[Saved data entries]
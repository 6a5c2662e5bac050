//! The forward-backend contract.
//!
//! The residual tower and convolutional heads run on a pluggable backend
//! (BLAS, OpenCL, …) behind this trait; the evaluator only sees plane
//! buffers. Backends also own the drain/resume cancellation gate.

use std::sync::atomic::{AtomicBool, Ordering};
use std::sync::Arc;

use thiserror::Error;

use crate::weights::NetWeights;

/// Evaluation-time errors.
#[derive(Debug, Error)]
pub enum EvalError {
    /// The backend is draining; the caller should unwind its expansion.
    #[error("network evaluations are halted")]
    Halted,
    /// The backend failed to initialize or run.
    #[error("forward backend failure: {0}")]
    Backend(String),
    /// Reference and primary backends disagree.
    #[error("backend self-check mismatch (L2 distance {distance})")]
    SelfCheck { distance: f32 },
}

/// A forward-inference backend for the convolutional part of the network.
pub trait ForwardBackend: Send + Sync {
    /// One-time device setup for a tower of `channels` channels.
    fn initialize(&mut self, channels: usize) -> Result<(), EvalError>;

    /// Hand the (already Winograd-transformed, BN-fused) weights over.
    fn push_weights(
        &mut self,
        winograd_alpha: usize,
        input_planes: usize,
        channels: usize,
        weights: Arc<NetWeights>,
    ) -> Result<(), EvalError>;

    /// Run one forward pass. `input` is `input_planes · intersections`
    /// floats; `policy_out` and `value_out` receive the policy and value
    /// conv planes. Returns [`EvalError::Halted`] while draining.
    fn forward(
        &self,
        input: &[f32],
        policy_out: &mut [f32],
        value_out: &mut [f32],
    ) -> Result<(), EvalError>;

    /// Reject new evaluations until [`ForwardBackend::resume`].
    fn drain(&self);

    /// Reopen for business after a drain.
    fn resume(&self);
}

/// A kernel-less backend that returns all-zero planes.
///
/// Useful for benchmarks of the orchestration layer and for tests: with zero
/// planes the dense heads reduce to their bias terms, so outputs are exactly
/// predictable. Honors the drain gate like a real backend.
#[derive(Default)]
pub struct ZeroBackend {
    draining: AtomicBool,
    weights: Option<Arc<NetWeights>>,
}

impl ZeroBackend {
    pub fn new() -> ZeroBackend {
        ZeroBackend::default()
    }
}

impl ForwardBackend for ZeroBackend {
    fn initialize(&mut self, _channels: usize) -> Result<(), EvalError> {
        Ok(())
    }

    fn push_weights(
        &mut self,
        _winograd_alpha: usize,
        _input_planes: usize,
        _channels: usize,
        weights: Arc<NetWeights>,
    ) -> Result<(), EvalError> {
        self.weights = Some(weights);
        Ok(())
    }

    fn forward(
        &self,
        _input: &[f32],
        policy_out: &mut [f32],
        value_out: &mut [f32],
    ) -> Result<(), EvalError> {
        if self.draining.load(Ordering::Acquire) {
            return Err(EvalError::Halted);
        }
        policy_out.fill(0.0);
        value_out.fill(0.0);
        Ok(())
    }

    fn drain(&self) {
        self.draining.store(true, Ordering::Release);
    }

    fn resume(&self) {
        self.draining.store(false, Ordering::Release);
    }
}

* _Aim of the task_
What you return must match, line for line, the data from the line containing "fn drain(&self);" to its end, both ends included.

* _Result_
    fn drain(&self);

    /// Reopen for business after a drain.
    fn resume(&self);
}

/// A kernel-less backend that returns all-zero planes.
///
/// Useful for benchmarks of the orchestration layer and for tests: with zero
/// planes the dense heads reduce to their bias terms, so outputs are exactly
/// predictable. Honors the drain gate like a real backend.
#[derive(Default)]
pub struct ZeroBackend {
    draining: AtomicBool,
    weights: Option<Arc<NetWeights>>,
}

impl ZeroBackend {
    pub fn new() -> ZeroBackend {
        ZeroBackend::default()
    }
}

impl ForwardBackend for ZeroBackend {
    fn initialize(&mut self, _channels: usize) -> Result<(), EvalError> {
        Ok(())
    }

    fn push_weights(
        &mut self,
        _winograd_alpha: usize,
        _input_planes: usize,
        _channels: usize,
        weights: Arc<NetWeights>,
    ) -> Result<(), EvalError> {
        self.weights = Some(weights);
        Ok(())
    }

    fn forward(
        &self,
        _input: &[f32],
        policy_out: &mut [f32],
        value_out: &mut [f32],
    ) -> Result<(), EvalError> {
        if self.draining.load(Ordering::Acquire) {
            return Err(EvalError::Halted);
        }
        policy_out.fill(0.0);
        value_out.fill(0.0);
        Ok(())
    }

    fn drain(&self) {
        self.draining.store(true, Ordering::Release);
    }

    fn resume(&self) {
        self.draining.store(false, Ordering::Release);
    }
}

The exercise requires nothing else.